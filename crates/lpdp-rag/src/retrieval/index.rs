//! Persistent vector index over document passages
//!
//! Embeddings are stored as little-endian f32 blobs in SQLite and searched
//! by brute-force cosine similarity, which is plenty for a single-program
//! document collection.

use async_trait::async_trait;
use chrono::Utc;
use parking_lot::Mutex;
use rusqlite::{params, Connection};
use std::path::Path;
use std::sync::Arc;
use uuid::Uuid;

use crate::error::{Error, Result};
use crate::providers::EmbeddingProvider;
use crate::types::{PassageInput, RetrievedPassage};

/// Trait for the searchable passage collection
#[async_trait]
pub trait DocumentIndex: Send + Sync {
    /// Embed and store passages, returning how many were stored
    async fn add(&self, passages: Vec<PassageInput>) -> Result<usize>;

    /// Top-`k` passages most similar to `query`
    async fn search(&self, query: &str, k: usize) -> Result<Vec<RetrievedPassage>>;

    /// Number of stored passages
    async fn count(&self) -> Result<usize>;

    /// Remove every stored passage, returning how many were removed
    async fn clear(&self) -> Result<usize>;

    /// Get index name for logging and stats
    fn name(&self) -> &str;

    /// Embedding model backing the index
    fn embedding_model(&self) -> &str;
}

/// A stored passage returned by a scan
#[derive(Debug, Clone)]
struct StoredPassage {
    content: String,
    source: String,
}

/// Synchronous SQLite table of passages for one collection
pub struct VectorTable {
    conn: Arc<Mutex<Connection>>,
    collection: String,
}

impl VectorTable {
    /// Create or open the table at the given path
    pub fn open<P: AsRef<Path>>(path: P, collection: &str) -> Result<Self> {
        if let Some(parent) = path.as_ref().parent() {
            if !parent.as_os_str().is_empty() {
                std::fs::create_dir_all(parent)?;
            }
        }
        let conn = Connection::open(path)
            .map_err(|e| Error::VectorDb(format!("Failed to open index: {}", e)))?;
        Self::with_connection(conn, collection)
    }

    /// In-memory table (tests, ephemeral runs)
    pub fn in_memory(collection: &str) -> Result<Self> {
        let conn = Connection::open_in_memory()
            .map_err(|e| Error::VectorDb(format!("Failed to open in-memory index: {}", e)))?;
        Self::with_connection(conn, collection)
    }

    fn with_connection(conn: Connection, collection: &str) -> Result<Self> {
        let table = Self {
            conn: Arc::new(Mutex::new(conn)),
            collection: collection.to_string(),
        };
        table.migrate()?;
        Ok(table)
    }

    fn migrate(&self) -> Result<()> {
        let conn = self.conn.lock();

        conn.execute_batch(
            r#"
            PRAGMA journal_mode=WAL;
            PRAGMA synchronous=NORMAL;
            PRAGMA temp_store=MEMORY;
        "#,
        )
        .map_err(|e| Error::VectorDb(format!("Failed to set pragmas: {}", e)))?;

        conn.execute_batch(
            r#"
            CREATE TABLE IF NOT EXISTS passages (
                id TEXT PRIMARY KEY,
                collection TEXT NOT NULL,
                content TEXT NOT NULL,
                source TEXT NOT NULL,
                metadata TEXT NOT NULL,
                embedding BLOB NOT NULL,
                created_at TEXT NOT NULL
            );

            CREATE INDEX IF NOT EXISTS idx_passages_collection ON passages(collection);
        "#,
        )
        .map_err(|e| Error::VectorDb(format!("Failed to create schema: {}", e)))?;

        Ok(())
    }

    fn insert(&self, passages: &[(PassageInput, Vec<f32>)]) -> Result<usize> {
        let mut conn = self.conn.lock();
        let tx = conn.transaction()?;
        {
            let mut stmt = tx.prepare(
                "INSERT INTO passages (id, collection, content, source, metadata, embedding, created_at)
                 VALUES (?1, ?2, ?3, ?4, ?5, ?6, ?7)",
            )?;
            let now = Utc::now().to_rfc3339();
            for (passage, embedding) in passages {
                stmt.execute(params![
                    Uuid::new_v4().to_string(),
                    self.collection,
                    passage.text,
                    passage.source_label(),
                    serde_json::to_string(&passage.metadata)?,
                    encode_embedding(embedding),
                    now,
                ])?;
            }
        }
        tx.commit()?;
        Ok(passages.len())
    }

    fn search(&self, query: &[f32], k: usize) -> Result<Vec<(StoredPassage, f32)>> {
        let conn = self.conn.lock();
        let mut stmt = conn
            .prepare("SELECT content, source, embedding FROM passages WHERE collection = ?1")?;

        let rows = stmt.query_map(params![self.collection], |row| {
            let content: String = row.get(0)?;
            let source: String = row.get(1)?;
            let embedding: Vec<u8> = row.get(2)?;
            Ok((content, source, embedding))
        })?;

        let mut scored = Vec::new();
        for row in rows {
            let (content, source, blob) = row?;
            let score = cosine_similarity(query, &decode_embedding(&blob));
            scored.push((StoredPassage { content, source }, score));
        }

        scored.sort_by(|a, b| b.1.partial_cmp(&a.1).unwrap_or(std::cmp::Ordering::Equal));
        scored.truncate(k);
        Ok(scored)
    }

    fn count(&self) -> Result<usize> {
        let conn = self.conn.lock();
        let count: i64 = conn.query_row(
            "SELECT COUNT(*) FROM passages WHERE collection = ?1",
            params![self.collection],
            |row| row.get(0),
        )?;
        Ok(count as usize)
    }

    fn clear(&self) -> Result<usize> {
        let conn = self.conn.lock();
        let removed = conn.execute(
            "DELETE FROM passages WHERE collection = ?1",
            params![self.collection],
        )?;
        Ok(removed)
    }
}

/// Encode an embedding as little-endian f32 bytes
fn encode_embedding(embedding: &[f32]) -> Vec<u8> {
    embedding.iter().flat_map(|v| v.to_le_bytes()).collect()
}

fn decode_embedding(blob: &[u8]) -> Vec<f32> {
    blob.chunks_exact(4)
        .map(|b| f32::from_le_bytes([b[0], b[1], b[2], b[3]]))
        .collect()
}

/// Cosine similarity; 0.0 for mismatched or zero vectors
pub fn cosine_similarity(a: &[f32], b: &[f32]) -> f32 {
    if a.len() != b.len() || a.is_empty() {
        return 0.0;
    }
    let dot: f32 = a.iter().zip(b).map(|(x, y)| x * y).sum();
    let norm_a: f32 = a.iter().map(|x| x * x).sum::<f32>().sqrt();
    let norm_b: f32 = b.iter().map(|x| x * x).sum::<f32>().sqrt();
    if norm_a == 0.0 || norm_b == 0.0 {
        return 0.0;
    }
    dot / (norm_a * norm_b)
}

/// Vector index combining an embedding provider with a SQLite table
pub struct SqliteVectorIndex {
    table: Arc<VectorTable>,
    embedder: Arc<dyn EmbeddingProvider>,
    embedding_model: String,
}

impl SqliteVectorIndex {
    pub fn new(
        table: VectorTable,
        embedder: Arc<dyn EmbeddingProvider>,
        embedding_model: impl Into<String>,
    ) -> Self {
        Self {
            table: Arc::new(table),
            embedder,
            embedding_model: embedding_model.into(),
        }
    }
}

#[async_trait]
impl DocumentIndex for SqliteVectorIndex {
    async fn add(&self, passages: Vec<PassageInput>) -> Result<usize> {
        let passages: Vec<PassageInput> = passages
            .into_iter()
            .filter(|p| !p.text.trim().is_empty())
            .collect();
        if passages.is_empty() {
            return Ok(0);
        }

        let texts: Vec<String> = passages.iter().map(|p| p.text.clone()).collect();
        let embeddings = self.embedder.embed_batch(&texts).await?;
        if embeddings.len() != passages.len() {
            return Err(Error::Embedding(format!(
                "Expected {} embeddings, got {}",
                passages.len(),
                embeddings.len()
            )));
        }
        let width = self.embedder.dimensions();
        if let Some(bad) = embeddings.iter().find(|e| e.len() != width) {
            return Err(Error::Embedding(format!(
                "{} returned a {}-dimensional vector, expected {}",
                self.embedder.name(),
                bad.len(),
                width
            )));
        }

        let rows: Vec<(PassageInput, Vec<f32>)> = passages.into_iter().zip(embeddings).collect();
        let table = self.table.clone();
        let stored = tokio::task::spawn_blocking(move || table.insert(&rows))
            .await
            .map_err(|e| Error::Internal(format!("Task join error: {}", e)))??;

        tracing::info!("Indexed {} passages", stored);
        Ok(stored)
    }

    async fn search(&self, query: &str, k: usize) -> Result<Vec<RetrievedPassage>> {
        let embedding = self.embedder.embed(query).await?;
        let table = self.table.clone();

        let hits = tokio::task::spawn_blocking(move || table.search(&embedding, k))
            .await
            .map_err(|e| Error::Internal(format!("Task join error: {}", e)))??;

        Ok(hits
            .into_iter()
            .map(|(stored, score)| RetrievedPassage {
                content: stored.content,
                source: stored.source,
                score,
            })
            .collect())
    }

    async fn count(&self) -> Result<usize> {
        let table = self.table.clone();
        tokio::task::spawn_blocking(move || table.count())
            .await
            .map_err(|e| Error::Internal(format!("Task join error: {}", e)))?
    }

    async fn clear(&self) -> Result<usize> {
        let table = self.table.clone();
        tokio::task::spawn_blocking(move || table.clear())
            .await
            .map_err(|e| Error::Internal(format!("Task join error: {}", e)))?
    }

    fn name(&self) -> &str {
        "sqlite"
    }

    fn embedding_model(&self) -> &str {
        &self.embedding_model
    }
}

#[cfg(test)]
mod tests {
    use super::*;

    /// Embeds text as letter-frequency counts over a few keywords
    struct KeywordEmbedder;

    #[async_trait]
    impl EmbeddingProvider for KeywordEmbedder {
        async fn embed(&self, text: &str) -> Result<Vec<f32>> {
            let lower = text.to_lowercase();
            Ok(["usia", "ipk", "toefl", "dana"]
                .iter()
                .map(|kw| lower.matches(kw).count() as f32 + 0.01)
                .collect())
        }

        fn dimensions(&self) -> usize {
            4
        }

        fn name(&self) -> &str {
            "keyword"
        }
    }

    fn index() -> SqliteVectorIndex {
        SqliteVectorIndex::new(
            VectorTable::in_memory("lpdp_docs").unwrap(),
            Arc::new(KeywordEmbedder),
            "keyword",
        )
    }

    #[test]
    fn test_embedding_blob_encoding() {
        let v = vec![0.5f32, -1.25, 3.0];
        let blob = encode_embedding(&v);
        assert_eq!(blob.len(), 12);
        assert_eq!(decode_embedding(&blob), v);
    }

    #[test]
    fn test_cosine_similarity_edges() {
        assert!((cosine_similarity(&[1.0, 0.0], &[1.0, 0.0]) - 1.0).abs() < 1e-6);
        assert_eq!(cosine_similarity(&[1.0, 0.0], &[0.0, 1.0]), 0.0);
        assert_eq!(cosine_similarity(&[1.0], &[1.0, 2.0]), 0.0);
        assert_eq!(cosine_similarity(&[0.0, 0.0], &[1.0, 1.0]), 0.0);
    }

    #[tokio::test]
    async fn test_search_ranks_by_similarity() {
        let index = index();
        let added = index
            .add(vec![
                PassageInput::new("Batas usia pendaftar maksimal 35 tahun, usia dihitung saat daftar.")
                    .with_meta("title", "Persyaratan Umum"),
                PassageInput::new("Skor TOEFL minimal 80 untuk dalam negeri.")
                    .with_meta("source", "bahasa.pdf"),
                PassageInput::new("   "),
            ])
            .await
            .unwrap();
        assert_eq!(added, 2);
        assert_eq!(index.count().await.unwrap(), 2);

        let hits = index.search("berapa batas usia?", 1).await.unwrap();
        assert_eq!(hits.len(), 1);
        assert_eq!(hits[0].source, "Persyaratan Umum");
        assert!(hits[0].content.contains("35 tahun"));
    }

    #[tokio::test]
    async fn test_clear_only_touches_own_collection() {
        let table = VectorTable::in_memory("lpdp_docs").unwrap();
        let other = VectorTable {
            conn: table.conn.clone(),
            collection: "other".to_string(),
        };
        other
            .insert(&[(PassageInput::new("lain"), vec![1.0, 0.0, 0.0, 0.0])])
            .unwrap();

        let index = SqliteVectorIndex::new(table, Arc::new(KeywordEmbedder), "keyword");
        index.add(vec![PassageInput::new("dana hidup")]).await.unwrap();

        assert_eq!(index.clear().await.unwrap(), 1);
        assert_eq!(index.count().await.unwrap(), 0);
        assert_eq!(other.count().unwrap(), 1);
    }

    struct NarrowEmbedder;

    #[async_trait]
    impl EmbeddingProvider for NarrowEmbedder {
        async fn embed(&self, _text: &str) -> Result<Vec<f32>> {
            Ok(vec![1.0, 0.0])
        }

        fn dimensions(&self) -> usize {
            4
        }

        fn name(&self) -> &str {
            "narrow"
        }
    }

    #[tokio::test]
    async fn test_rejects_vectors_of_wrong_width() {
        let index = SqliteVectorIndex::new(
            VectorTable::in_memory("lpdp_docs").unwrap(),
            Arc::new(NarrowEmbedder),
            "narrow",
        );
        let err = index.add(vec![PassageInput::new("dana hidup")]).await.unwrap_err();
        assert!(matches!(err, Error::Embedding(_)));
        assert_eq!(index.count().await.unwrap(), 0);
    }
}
══════════════════════════════
_EXERCISE DIRECTIONS_
If a line in the material above contains the word "format", copy it.

_YOUR SOLUTION_
            .map_err(|e| Error::VectorDb(format!("Failed to open index: {}", e)))?;
            .map_err(|e| Error::VectorDb(format!("Failed to open in-memory index: {}", e)))?;
        .map_err(|e| Error::VectorDb(format!("Failed to set pragmas: {}", e)))?;
        .map_err(|e| Error::VectorDb(format!("Failed to create schema: {}", e)))?;
            return Err(Error::Embedding(format!(
            return Err(Error::Embedding(format!(
            .map_err(|e| Error::Internal(format!("Task join error: {}", e)))??;
            .map_err(|e| Error::Internal(format!("Task join error: {}", e)))??;
            .map_err(|e| Error::Internal(format!("Task join error: {}", e)))?
            .map_err(|e| Error::Internal(format!("Task join error: {}", e)))?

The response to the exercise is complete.